Respekt für ALLE! Sexarbeiterin Mia Rose spricht auf dem CSD

Offene Worte von Sexarbeiterin Mia Rose am CSD in Leipzig (16.07.2022).

Das für den Beitrag verwendete Foto von Mia Rose stammt von dem Fotographen Tim Oehler und wurde für den Bildband „Sex-Workers: Das ganz normale Leben“ geschossen (-> mehr lesen: Bericht vom STERN am 14.11.2021) Die Kollegin hat uns ihre Worte hier in Textform zur Veröffentlichung zur Verfügung gestellt, der Livestream vom CSD (Beitrag ab ca. 06:15 min) ist zu diesem Zeitpunkt leider auf „privat“ gestellt.


Ich bin Mia Rose. Eine Sexarbeiterin. Eine Prostituierte. Ich spreche. Zu Euch. Über Respekt für alle Sexarbeiter:innen. Ein Wunsch. Eine Forderung. Eine Selbstverständlichkeit. Denn ohne Respekt geht es nicht. Überall auf der Welt.

Die Berichterstattung über Prostitution ist hauptsächlich binär.

Entweder ganz tolle Geschichten über die Happy Hooker. Oder ganz schreckliche Geschichten über sexuelle Ausbeutung. Entweder Verbot von Sexarbeit oder selbstbestimmte Arbeit und eintreten für unsere Rechte.

Aber die meiste Sexarbeit findet in der Normalität zwischen diesen beiden Extremen statt.

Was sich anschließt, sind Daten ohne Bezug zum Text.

//! Plain HTTP page fetcher.

use std::time::Duration;

use async_trait::async_trait;
use tracing::{debug, warn};
use url::Url;

use crate::error::{ExtractionError, FetchError, FetchResult, Result};
use crate::traits::fetcher::PageFetcher;

const DEFAULT_USER_AGENT: &str = "Mozilla/5.0 (compatible; UniversalScraper/0.1)";

/// Fetches page markup with a single GET.
///
/// No JavaScript runs, so pages that render client-side come back mostly
/// empty. Only `http` and `https` URLs are accepted.
///
/// ```rust,ignore
/// use extraction::ingestors::HttpFetcher;
///
/// let fetcher = HttpFetcher::new()?.with_user_agent("MyBot/1.0");
/// let html = fetcher.fetch("https://example.com/listings").await?;
/// ```
pub struct HttpFetcher {
    client: reqwest::Client,
    user_agent: String,
}

impl HttpFetcher {
    /// Create a fetcher with a 30s request timeout.
    pub fn new() -> Result<Self> {
        Self::with_timeout(Duration::from_secs(30))
    }

    pub fn with_timeout(timeout: Duration) -> Result<Self> {
        let client = reqwest::Client::builder()
            .timeout(timeout)
            .build()
            .map_err(|e| ExtractionError::Config(format!("failed to build HTTP client: {}", e)))?;
        Ok(Self {
            client,
            user_agent: DEFAULT_USER_AGENT.to_string(),
        })
    }

    /// Set a custom user agent.
    pub fn with_user_agent(mut self, user_agent: impl Into<String>) -> Self {
        self.user_agent = user_agent.into();
        self
    }
}

fn validate_url(url: &str) -> FetchResult<Url> {
    let parsed = Url::parse(url).map_err(|_| FetchError::InvalidUrl {
        url: url.to_string(),
    })?;
    match parsed.scheme() {
        "http" | "https" => Ok(parsed),
        _ => Err(FetchError::InvalidUrl {
            url: url.to_string(),
        }),
    }
}

#[async_trait]
impl PageFetcher for HttpFetcher {
    async fn fetch(&self, url: &str) -> FetchResult<String> {
        let target = validate_url(url)?;
        debug!(url = %target, "HTTP fetch starting");

        let response = self
            .client
            .get(target)
            .header("User-Agent", &self.user_agent)
            .send()
            .await
            .map_err(|e| {
                warn!(url = %url, error = %e, "HTTP request failed");
                if e.is_timeout() {
                    FetchError::Timeout {
                        url: url.to_string(),
                    }
                } else {
                    FetchError::Http(Box::new(e))
                }
            })?;

        let status = response.status();
        if !status.is_success() {
            warn!(url = %url, status = %status, "HTTP fetch returned error status");
            return Err(FetchError::Status {
                url: url.to_string(),
                status: status.as_u16(),
            });
        }

        let html = response
            .text()
            .await
            .map_err(|e| FetchError::Http(Box::new(e)))?;

        debug!(url = %url, bytes = html.len(), "HTTP fetch complete");
        Ok(html)
    }

    fn name(&self) -> &str {
        "http"
    }
}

Diese Personen führen ein ganz normales Leben, das aber total unsichtbar gemacht wird. Weil die Medien eben nicht darüber berichten. Weil diese Menschen nicht Auskunft geben wollen. Weil sie nicht Auskunft geben können.

Prostitution ist ein Stigma! Für fast Alle! Ich möchte diesen Menschen meinen Respekt erweisen!

Ich habe Respekt. Vor den Sexarbeiter:innen, die nahezu täglich ihren Beruf ausüben.

Natürlich. Kein Beruf wie jeder andere. Aber. Ein Beruf. So, wie jeder Andere einer ist. Mit seinen Vor- und Nachteilen. Seiner Professionalität. Und natürlich auch mit seinen Missständen. Aber diese Missstände sind kein isoliertes Phänomen in unserer Gesellschaft, sondern sie gehören selbstverständlich mit dazu. Sie haben mit Armut und Ausbeutung zu tun. Oder mit anderen Worten: Mit Kapitalismus und Patriarchat.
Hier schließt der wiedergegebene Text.